[DATA SHOWN Boundary: Start]

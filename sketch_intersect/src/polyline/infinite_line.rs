use super::SampledLine;
use crate::{
    core::{
        math::{point_from_parametric, Vector2},
        tolerance::Tolerances,
        traits::Real,
    },
    error::InvalidInputError,
};

/// Unbounded line through `origin` along a unit `direction`.
#[derive(Debug, Copy, Clone, PartialEq)]
pub struct InfiniteLine<T = f64> {
    origin: Vector2<T>,
    direction: Vector2<T>,
}

impl<T> InfiniteLine<T>
where
    T: Real,
{
    /// Line through `origin` along `direction` (normalized internally).
    pub fn new(origin: Vector2<T>, direction: Vector2<T>) -> Result<Self, InvalidInputError> {
        let length = direction.length();
        if !(length > T::zero()) || !origin.is_finite() || !direction.is_finite() {
            return Err(InvalidInputError::DegenerateFrame);
        }

        Ok(InfiniteLine {
            origin,
            direction: direction.scale(T::one() / length),
        })
    }

    /// Line through two distinct points.
    #[inline]
    pub fn from_points(a: Vector2<T>, b: Vector2<T>) -> Result<Self, InvalidInputError> {
        Self::new(a, b - a)
    }

    #[inline]
    pub fn origin(&self) -> Vector2<T> {
        self.origin
    }

    #[inline]
    pub fn direction(&self) -> Vector2<T> {
        self.direction
    }

    /// Signed distance of `point` from the line, positive to the left of the direction.
    #[inline]
    pub fn signed_distance(&self, point: Vector2<T>) -> T {
        self.direction.perp_dot(point - self.origin)
    }
}

/// Positions where `line` meets `infinite`.
///
/// Every segment is tested on its own: end points within `tol.moderate` of the infinite line are
/// reported as is, segments with end points on opposite sides report the interpolated crossing.
/// A position within `tol.loose` of one already reported is dropped. Results are ordered along
/// `line`.
///
/// # Examples
///
/// ```
/// # use sketch_intersect::sampled_line;
/// # use sketch_intersect::core::{math::Vector2, tolerance::Tolerances};
/// # use sketch_intersect::polyline::*;
/// let zigzag = sampled_line![(0.0, -1.0), (1.0, 1.0), (2.0, -1.0)];
/// let axis = InfiniteLine::from_points(Vector2::new(-5.0, 0.0), Vector2::new(5.0, 0.0)).unwrap();
/// let points = plain_line_intersection_positions(&zigzag, &axis, &Tolerances::default());
/// assert_eq!(points.len(), 2);
/// assert!(points[0].fuzzy_eq(Vector2::new(0.5, 0.0)));
/// assert!(points[1].fuzzy_eq(Vector2::new(1.5, 0.0)));
/// ```
pub fn plain_line_intersection_positions<T>(
    line: &SampledLine<T>,
    infinite: &InfiniteLine<T>,
    tol: &Tolerances<T>,
) -> Vec<Vector2<T>>
where
    T: Real,
{
    let samples = line.sample_points();
    let mut result: Vec<Vector2<T>> = Vec::new();
    let mut push_unique = |p: Vector2<T>| {
        if result.iter().all(|q| q.distance(p) >= tol.loose) {
            result.push(p);
        }
    };

    for pair in samples.windows(2) {
        let (a, b) = (pair[0], pair[1]);
        let da = infinite.signed_distance(a);
        let db = infinite.signed_distance(b);
        let a_on = da.abs() < tol.moderate;
        let b_on = db.abs() < tol.moderate;

        if a_on {
            push_unique(a);
        }

        if !a_on && !b_on && (da < T::zero()) != (db < T::zero()) {
            let t = da / (da - db);
            push_unique(point_from_parametric(a, b, t));
        }

        if b_on {
            push_unique(b);
        }
    }

    result
}
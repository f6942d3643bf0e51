use super::FuzzyOrd;
use static_aabb2d_index::IndexableNum;

/// Real number type the geometry is generic over (`f32` or `f64`).
///
/// Requires [IndexableNum] so run bounding boxes can be loaded into a spatial index.
pub trait Real:
    num_traits::real::Real + FuzzyOrd + Default + std::fmt::Debug + IndexableNum + 'static
{
    #[inline]
    fn two() -> Self {
        Self::one() + Self::one()
    }

    #[inline]
    fn half() -> Self {
        Self::one() / Self::two()
    }

    /// `false` for infinities and NaN.
    #[inline]
    fn is_finite_num(&self) -> bool {
        (*self - *self).is_zero()
    }

    /// Lossy conversion from an `f64` literal, used for default tolerances.
    #[inline]
    fn from_f64_lossy(value: f64) -> Self {
        <Self as num_traits::NumCast>::from(value).unwrap_or_else(Self::zero)
    }
}

impl Real for f32 {
    #[inline]
    fn two() -> Self {
        2.0f32
    }

    #[inline]
    fn half() -> Self {
        0.5f32
    }

    #[inline]
    fn from_f64_lossy(value: f64) -> Self {
        value as f32
    }
}

impl Real for f64 {
    #[inline]
    fn two() -> Self {
        2.0f64
    }

    #[inline]
    fn half() -> Self {
        0.5f64
    }

    #[inline]
    fn from_f64_lossy(value: f64) -> Self {
        value
    }
}
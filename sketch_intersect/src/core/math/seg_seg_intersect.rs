use super::{
    base_math::{clamp, line_seg_closest_point, median_of_four, min_max, point_from_parametric},
    Affine2, Vector2,
};
use crate::core::{tolerance::Tolerances, traits::Real};

/// Result of intersecting two line segments.
///
/// Parametric values follow `P(t) = start + t * (end - start)` and always lie in `[0, 1]`.
#[derive(Debug, Copy, Clone, PartialEq)]
pub enum SegSegIntr<T>
where
    T: Real,
{
    /// Segments do not touch. Also returned for parallel segments that are not collinear.
    NoIntersect,
    /// Segments meet at a single point. Degenerate (point) segments always report `0` for
    /// themselves.
    TrueIntersect {
        /// Parametric value for intersect on first segment.
        seg1_t: T,
        /// Parametric value for intersect on second segment.
        seg2_t: T,
    },
    /// Segments are collinear and overlap by a non zero length.
    Overlapping {
        /// Representative parametric value on first segment (midpoint of the overlap).
        seg1_t: T,
        /// Parametric value on second segment of the representative point.
        seg2_t: T,
        /// Start of the overlap along the first segment.
        seg1_t0: T,
        /// End of the overlap along the first segment.
        seg1_t1: T,
    },
}

impl<T> SegSegIntr<T>
where
    T: Real,
{
    /// Representative `(seg1_t, seg2_t)` pair, `None` if there is no intersect.
    #[inline]
    pub fn params(&self) -> Option<(T, T)> {
        match *self {
            SegSegIntr::NoIntersect => None,
            SegSegIntr::TrueIntersect { seg1_t, seg2_t }
            | SegSegIntr::Overlapping { seg1_t, seg2_t, .. } => Some((seg1_t, seg2_t)),
        }
    }
}

/// Finds the intersect between the segments `start1 -> end1` and `start2 -> end2`.
///
/// Segments shorter than `tol.moderate` are treated as points. Segments are parallel when the sine
/// of the angle between them is below `tol.fine`, in which case the collinear overlap (if any) is
/// reported with its midpoint as the representative intersect. All end point inclusion checks use
/// `tol.moderate` as an absolute distance.
///
/// # Examples
///
/// ```
/// # use sketch_intersect::core::math::*;
/// # use sketch_intersect::core::tolerance::Tolerances;
/// let tol = Tolerances::default();
/// let result = seg_seg_intr(
///     Vector2::new(0.0, 0.0),
///     Vector2::new(2.0, 0.0),
///     Vector2::new(1.5, -1.0),
///     Vector2::new(1.5, 3.0),
///     &tol,
/// );
/// assert_eq!(result, SegSegIntr::TrueIntersect { seg1_t: 0.75, seg2_t: 0.25 });
/// ```
pub fn seg_seg_intr<T>(
    start1: Vector2<T>,
    end1: Vector2<T>,
    start2: Vector2<T>,
    end2: Vector2<T>,
    tol: &Tolerances<T>,
) -> SegSegIntr<T>
where
    T: Real,
{
    use SegSegIntr::*;

    let eps = tol.moderate;
    let d1 = end1 - start1;
    let d2 = end2 - start2;
    let seg1_length = d1.length();
    let seg2_length = d2.length();
    let seg1_is_point = seg1_length < eps;
    let seg2_is_point = seg2_length < eps;

    if seg1_is_point && seg2_is_point {
        if start1.distance(start2) < eps {
            return TrueIntersect {
                seg1_t: T::zero(),
                seg2_t: T::zero(),
            };
        }
        return NoIntersect;
    }

    if seg1_is_point {
        let (seg2_t, closest) = line_seg_closest_point(start2, end2, start1);
        if closest.distance(start1) < eps {
            return TrueIntersect {
                seg1_t: T::zero(),
                seg2_t,
            };
        }
        return NoIntersect;
    }

    if seg2_is_point {
        let (seg1_t, closest) = line_seg_closest_point(start1, end1, start2);
        if closest.distance(start2) < eps {
            return TrueIntersect {
                seg1_t,
                seg2_t: T::zero(),
            };
        }
        return NoIntersect;
    }

    let denominator = d1.perp_dot(d2);
    if denominator.abs() < tol.fine * seg1_length * seg2_length {
        return parallel_seg_intr(start1, end1, start2, end2, seg1_length, seg2_length, eps);
    }

    // Cramer's rule on start1 + ua * d1 = start2 + ub * d2
    let w = start1 - start2;
    let ua = d2.perp_dot(w) / denominator;
    let ub = d1.perp_dot(w) / denominator;

    if !(ua * seg1_length).fuzzy_in_range_eps(T::zero(), seg1_length, eps)
        || !(ub * seg2_length).fuzzy_in_range_eps(T::zero(), seg2_length, eps)
    {
        return NoIntersect;
    }

    TrueIntersect {
        seg1_t: clamp(ua, T::zero(), T::one()),
        seg2_t: clamp(ub, T::zero(), T::one()),
    }
}

/// Parallel (or collinear) case of [seg_seg_intr], neither segment is a point.
fn parallel_seg_intr<T>(
    start1: Vector2<T>,
    end1: Vector2<T>,
    start2: Vector2<T>,
    end2: Vector2<T>,
    seg1_length: T,
    seg2_length: T,
    eps: T,
) -> SegSegIntr<T>
where
    T: Real,
{
    use SegSegIntr::*;

    let to_seg1_frame = match Affine2::from_unit_frame(start1, end1).inverse() {
        Some(a) => a,
        None => return NoIntersect,
    };

    // segment 1 runs from x = 0 to x = 1 in its own frame, y is the scaled offset from its line
    let a = to_seg1_frame.apply(start2);
    let b = to_seg1_frame.apply(end2);
    let eps_t = eps / seg1_length;
    if !a.y.fuzzy_eq_zero_eps(eps_t) || !b.y.fuzzy_eq_zero_eps(eps_t) {
        // parallel but offset
        return NoIntersect;
    }

    let (lo, hi) = min_max(a.x, b.x);
    if !hi.fuzzy_gt_eps(T::zero(), eps_t) || !lo.fuzzy_lt_eps(T::one(), eps_t) {
        return NoIntersect;
    }

    let seg1_t = clamp(median_of_four(T::zero(), T::one(), a.x, b.x), T::zero(), T::one());
    let point = point_from_parametric(start1, end1, seg1_t);
    let seg2_t = clamp(point.distance(start2) / seg2_length, T::zero(), T::one());

    let seg1_t0 = clamp(lo, T::zero(), T::one());
    let seg1_t1 = clamp(hi, T::zero(), T::one());
    if ((seg1_t1 - seg1_t0) * seg1_length).fuzzy_eq_zero_eps(eps) {
        // segments line up end to end
        return TrueIntersect { seg1_t, seg2_t };
    }

    Overlapping {
        seg1_t,
        seg2_t,
        seg1_t0,
        seg1_t1,
    }
}
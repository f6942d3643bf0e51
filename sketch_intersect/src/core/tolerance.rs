//! Tolerance tiers used to decide degeneracy, parallelism, and duplicate intersects.

use crate::{core::traits::Real, error::InvalidInputError};

#[cfg(feature = "serde")]
use serde::{Deserialize, Serialize};

/// Three tier epsilon configuration passed into every intersection function.
///
/// All values are absolute distances except `fine` which is used as a sine of angle when testing
/// if two segments are parallel. Tiers must satisfy `0 < fine < moderate < loose`.
///
/// # Examples
///
/// ```
/// # use sketch_intersect::core::tolerance::Tolerances;
/// let tol: Tolerances<f64> = Tolerances::new(1e-9, 1e-6, 1e-4).unwrap();
/// assert!((tol.moderate_squared() - 1e-12).abs() < 1e-20);
/// assert!(Tolerances::new(1e-4, 1e-6, 1e-3).is_err());
/// ```
#[cfg_attr(
    feature = "serde",
    derive(Serialize, Deserialize),
    serde(
        rename_all = "camelCase",
        try_from = "TolerancesData<T>",
        bound(deserialize = "T: Real + Deserialize<'de>")
    )
)]
#[derive(Debug, Copy, Clone, PartialEq)]
pub struct Tolerances<T = f64> {
    /// Tightest tier, parallel segment detection.
    pub fine: T,
    /// Proximity and degenerate segment detection.
    pub moderate: T,
    /// Merging of near coincident intersects.
    pub loose: T,
}

impl<T> Tolerances<T>
where
    T: Real,
{
    /// Create validated tolerances.
    pub fn new(fine: T, moderate: T, loose: T) -> Result<Self, InvalidInputError> {
        let tol = Tolerances {
            fine,
            moderate,
            loose,
        };
        tol.validate()?;
        Ok(tol)
    }

    /// Check the tier ordering, useful after deserializing.
    pub fn validate(&self) -> Result<(), InvalidInputError> {
        let ordered = T::zero() < self.fine && self.fine < self.moderate && self.moderate < self.loose;
        if !ordered || !self.loose.is_finite_num() {
            return Err(InvalidInputError::InvalidTolerances);
        }

        Ok(())
    }

    /// Margin used to keep intersect parameters away from segment end points.
    #[inline]
    pub fn moderate_squared(&self) -> T {
        self.moderate * self.moderate
    }

    /// Fraction of a segment that intersect parameters are kept away from its end points,
    /// `moderate^2` capped at `0.25`.
    #[inline]
    pub fn param_margin(&self) -> T {
        let quarter = T::half() * T::half();
        num_traits::real::Real::min(self.moderate_squared(), quarter)
    }

    /// Same tiers with the distance tiers divided by `length`.
    ///
    /// Used to express absolute distances inside a frame where a chord of `length` has unit
    /// length.
    #[inline]
    pub(crate) fn scaled_to_unit(&self, length: T) -> Self {
        Tolerances {
            fine: self.fine,
            moderate: self.moderate / length,
            loose: self.loose / length,
        }
    }
}

/// Unchecked tiers as read by serde, validated on conversion.
#[cfg(feature = "serde")]
#[derive(Deserialize)]
#[serde(rename_all = "camelCase")]
struct TolerancesData<T> {
    fine: T,
    moderate: T,
    loose: T,
}

#[cfg(feature = "serde")]
impl<T> TryFrom<TolerancesData<T>> for Tolerances<T>
where
    T: Real,
{
    type Error = InvalidInputError;

    fn try_from(data: TolerancesData<T>) -> Result<Self, Self::Error> {
        Tolerances::new(data.fine, data.moderate, data.loose)
    }
}

impl<T> Default for Tolerances<T>
where
    T: Real,
{
    #[inline]
    fn default() -> Self {
        Tolerances {
            fine: T::from_f64_lossy(1e-8),
            moderate: T::from_f64_lossy(1e-5),
            loose: T::from_f64_lossy(1e-3),
        }
    }
}
//! Shared math, numeric traits, tolerances, and visitor control flow.

use self::traits::ControlFlow;
pub mod math;
pub mod tolerance;
pub mod traits;

/// Basic control flow enum returned by visitors to continue or stop a search.
#[derive(Debug)]
pub enum Control<B = ()> {
    /// Keep visiting results.
    Continue,
    /// Stop visiting and carry a value out.
    Break(B),
}

impl<B> Default for Control<B> {
    #[inline]
    fn default() -> Self {
        Control::Continue
    }
}

impl<B> ControlFlow for Control<B> {
    #[inline]
    fn continuing() -> Self {
        Control::Continue
    }

    #[inline]
    fn should_break(&self) -> bool {
        matches!(*self, Control::Break(_))
    }
}

/// Internal macro used for try return on control flow.
macro_rules! try_cf {
    ($e:expr) => {
        match $e {
            x => {
                if x.should_break() {
                    return x;
                }
            }
        }
    };
}

pub(crate) use try_cf;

[DATA SHOWN Boundary: End]

[TASK GOAL] Go line by line through the material above and return each one that includes "InvalidInputError".

[WRITTEN SOLUTION]
    error::InvalidInputError,
    pub fn new(origin: Vector2<T>, direction: Vector2<T>) -> Result<Self, InvalidInputError> {
            return Err(InvalidInputError::DegenerateFrame);
    pub fn from_points(a: Vector2<T>, b: Vector2<T>) -> Result<Self, InvalidInputError> {
use crate::{core::traits::Real, error::InvalidInputError};
    pub fn new(fine: T, moderate: T, loose: T) -> Result<Self, InvalidInputError> {
    pub fn validate(&self) -> Result<(), InvalidInputError> {
            return Err(InvalidInputError::InvalidTolerances);
    type Error = InvalidInputError;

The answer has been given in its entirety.